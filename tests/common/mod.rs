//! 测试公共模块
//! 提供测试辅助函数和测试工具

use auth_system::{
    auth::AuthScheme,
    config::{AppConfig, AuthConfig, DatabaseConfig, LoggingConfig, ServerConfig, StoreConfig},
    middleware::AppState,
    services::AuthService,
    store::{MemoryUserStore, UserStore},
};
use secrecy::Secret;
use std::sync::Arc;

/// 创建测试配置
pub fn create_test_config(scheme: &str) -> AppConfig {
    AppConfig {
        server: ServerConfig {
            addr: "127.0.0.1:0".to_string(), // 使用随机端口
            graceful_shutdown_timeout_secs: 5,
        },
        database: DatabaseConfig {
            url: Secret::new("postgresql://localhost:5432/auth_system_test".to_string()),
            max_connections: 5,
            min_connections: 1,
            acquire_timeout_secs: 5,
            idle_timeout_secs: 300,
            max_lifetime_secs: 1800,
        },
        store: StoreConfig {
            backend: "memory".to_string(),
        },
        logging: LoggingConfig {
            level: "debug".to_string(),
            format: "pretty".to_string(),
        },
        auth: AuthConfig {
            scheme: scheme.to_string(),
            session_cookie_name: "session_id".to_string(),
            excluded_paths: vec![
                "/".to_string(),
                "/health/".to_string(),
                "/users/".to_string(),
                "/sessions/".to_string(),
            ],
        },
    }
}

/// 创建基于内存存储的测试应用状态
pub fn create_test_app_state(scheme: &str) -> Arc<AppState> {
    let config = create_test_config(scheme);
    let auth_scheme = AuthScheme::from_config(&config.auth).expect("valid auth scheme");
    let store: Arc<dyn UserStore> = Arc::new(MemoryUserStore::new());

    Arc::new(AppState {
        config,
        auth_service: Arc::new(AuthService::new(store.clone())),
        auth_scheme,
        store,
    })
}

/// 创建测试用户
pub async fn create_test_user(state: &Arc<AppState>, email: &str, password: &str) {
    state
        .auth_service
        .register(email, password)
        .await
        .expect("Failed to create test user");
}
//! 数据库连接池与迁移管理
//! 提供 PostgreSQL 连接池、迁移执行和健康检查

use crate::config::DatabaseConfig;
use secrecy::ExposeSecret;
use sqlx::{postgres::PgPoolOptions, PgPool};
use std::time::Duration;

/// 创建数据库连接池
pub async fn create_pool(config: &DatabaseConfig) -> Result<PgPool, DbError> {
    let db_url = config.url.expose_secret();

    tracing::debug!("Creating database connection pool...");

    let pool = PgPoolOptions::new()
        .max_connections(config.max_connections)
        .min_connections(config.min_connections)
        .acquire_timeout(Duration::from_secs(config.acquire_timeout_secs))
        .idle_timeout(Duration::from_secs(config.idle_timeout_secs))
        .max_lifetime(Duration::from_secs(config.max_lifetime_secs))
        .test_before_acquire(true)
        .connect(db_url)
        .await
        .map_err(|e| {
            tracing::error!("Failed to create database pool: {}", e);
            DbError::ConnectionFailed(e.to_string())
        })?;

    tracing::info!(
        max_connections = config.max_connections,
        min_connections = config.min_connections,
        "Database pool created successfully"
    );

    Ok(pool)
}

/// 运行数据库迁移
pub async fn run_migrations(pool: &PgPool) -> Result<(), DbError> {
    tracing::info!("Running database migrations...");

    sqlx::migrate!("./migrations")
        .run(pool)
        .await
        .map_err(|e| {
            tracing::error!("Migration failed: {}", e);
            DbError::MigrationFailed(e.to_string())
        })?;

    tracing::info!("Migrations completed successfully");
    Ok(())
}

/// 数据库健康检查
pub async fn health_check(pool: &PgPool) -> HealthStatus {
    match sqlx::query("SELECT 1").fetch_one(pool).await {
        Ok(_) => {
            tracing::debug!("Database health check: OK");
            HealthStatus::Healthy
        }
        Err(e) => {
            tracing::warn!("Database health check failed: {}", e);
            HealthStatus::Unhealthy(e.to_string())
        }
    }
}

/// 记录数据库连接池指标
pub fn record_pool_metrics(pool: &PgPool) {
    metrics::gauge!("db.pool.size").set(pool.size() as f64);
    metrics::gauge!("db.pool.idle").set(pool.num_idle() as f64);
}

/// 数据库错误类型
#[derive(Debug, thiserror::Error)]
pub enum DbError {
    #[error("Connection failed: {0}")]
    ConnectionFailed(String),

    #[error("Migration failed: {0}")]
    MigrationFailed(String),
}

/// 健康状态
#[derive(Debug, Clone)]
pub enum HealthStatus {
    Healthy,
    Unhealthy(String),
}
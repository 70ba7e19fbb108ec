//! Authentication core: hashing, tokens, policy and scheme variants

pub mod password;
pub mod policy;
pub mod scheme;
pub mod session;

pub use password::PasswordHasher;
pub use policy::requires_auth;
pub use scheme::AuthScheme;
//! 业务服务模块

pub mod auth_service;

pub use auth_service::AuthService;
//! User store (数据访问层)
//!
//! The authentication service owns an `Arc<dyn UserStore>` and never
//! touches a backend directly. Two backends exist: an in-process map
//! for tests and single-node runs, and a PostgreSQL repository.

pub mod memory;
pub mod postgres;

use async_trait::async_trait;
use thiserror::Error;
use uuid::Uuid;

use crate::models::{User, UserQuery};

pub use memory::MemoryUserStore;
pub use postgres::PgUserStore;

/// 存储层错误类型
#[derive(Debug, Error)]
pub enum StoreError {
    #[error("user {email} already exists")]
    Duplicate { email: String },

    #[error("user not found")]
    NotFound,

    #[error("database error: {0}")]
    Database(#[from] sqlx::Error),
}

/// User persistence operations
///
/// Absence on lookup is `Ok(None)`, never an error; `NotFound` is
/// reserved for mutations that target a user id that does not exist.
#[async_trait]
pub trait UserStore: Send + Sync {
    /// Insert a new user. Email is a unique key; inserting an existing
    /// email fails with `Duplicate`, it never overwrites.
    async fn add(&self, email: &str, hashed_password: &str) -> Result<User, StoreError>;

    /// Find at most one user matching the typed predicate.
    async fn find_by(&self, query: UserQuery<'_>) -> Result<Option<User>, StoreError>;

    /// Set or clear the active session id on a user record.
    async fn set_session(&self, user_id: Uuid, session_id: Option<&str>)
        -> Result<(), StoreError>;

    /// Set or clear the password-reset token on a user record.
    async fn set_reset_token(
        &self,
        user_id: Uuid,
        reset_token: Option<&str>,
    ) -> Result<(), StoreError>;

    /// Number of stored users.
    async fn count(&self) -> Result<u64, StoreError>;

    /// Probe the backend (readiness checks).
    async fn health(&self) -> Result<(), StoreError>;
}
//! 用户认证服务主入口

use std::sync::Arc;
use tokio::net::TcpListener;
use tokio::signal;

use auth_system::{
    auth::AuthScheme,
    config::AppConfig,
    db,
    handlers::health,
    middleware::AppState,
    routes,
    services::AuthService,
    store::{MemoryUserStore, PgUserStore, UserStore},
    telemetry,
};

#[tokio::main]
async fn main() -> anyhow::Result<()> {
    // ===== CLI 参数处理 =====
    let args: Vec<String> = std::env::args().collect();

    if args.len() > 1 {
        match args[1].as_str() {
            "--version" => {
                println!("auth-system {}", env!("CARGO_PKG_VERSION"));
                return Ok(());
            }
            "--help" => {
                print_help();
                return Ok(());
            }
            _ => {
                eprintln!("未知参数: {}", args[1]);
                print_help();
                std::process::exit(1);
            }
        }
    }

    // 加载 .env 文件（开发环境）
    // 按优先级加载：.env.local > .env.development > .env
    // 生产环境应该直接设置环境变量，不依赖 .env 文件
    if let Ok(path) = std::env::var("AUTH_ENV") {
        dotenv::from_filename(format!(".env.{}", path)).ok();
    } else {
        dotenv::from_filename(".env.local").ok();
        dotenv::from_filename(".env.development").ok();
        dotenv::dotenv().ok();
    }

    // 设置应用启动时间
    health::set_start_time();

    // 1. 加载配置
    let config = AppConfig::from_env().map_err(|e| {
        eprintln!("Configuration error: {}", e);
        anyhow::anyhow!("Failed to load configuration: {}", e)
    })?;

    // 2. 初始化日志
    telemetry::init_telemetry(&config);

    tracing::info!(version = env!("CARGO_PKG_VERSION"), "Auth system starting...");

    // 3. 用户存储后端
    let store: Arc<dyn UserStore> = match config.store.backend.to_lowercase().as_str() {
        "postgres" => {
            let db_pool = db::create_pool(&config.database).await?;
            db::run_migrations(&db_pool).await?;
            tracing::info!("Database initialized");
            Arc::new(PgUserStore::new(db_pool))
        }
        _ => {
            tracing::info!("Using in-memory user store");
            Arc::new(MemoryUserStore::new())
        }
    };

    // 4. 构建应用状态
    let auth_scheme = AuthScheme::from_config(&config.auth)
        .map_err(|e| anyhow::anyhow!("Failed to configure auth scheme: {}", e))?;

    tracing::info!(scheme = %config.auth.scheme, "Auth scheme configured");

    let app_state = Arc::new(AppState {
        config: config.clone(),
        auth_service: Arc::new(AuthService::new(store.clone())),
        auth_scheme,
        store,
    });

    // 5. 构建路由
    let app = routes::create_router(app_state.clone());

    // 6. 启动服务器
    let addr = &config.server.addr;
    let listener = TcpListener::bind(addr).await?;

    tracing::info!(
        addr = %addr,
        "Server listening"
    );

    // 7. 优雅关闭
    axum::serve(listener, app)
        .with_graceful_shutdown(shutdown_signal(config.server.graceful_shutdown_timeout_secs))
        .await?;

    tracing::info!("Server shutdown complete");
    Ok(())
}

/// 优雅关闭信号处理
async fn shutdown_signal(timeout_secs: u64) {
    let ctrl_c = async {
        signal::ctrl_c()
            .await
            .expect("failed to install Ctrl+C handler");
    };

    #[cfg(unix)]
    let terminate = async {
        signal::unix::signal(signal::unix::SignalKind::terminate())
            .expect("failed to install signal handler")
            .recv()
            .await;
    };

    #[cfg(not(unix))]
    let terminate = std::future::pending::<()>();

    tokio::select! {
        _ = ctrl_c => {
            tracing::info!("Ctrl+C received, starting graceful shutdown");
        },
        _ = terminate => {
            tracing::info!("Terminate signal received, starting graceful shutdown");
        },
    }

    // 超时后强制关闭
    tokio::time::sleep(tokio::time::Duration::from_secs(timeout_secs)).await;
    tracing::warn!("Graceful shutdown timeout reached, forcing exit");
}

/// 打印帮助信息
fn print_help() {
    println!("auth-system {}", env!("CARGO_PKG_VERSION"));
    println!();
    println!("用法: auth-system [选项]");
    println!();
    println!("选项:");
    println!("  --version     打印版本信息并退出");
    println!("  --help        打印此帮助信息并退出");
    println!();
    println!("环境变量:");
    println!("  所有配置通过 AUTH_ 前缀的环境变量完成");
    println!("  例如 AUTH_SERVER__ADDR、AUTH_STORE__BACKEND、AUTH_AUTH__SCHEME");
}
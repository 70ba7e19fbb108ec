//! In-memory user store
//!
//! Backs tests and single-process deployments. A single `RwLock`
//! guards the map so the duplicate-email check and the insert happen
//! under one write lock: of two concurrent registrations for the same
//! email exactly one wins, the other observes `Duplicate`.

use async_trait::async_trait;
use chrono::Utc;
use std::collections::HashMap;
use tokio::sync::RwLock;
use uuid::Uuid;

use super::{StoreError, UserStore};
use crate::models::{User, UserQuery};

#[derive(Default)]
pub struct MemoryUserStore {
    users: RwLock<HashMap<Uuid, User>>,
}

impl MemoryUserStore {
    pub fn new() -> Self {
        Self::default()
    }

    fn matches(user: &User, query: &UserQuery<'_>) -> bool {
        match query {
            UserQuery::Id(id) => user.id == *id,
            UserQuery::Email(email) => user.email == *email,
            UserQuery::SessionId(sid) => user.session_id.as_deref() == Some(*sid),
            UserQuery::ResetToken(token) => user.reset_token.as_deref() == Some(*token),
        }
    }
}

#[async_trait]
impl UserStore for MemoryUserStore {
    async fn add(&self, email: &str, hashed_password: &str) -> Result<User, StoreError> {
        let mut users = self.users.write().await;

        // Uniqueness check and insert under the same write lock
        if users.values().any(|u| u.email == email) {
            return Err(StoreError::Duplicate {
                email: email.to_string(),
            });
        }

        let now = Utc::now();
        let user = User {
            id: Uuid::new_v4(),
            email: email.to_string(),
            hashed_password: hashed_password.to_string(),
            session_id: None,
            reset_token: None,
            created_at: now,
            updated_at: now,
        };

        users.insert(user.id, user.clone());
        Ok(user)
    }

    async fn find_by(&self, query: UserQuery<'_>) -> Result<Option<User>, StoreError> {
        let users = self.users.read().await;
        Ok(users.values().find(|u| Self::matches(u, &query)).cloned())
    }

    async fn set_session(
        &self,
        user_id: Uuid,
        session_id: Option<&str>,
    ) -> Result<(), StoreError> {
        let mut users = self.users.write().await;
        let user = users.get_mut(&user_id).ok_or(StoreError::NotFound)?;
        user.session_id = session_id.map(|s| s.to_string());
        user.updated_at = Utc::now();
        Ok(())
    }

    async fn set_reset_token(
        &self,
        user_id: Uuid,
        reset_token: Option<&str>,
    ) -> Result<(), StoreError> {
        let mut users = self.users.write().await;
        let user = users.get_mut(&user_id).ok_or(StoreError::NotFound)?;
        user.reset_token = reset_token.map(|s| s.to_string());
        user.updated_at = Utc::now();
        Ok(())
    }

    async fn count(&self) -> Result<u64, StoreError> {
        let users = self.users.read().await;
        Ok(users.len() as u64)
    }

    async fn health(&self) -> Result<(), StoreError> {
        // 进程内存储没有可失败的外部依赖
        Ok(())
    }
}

____

• [TO DO] Find every line in the records that contains the word "starting"; copy those lines.

• [EXPECTED ANSWER]
    tracing::info!(version = env!("CARGO_PKG_VERSION"), "Auth system starting...");
            tracing::info!("Ctrl+C received, starting graceful shutdown");
            tracing::info!("Terminate signal received, starting graceful shutdown");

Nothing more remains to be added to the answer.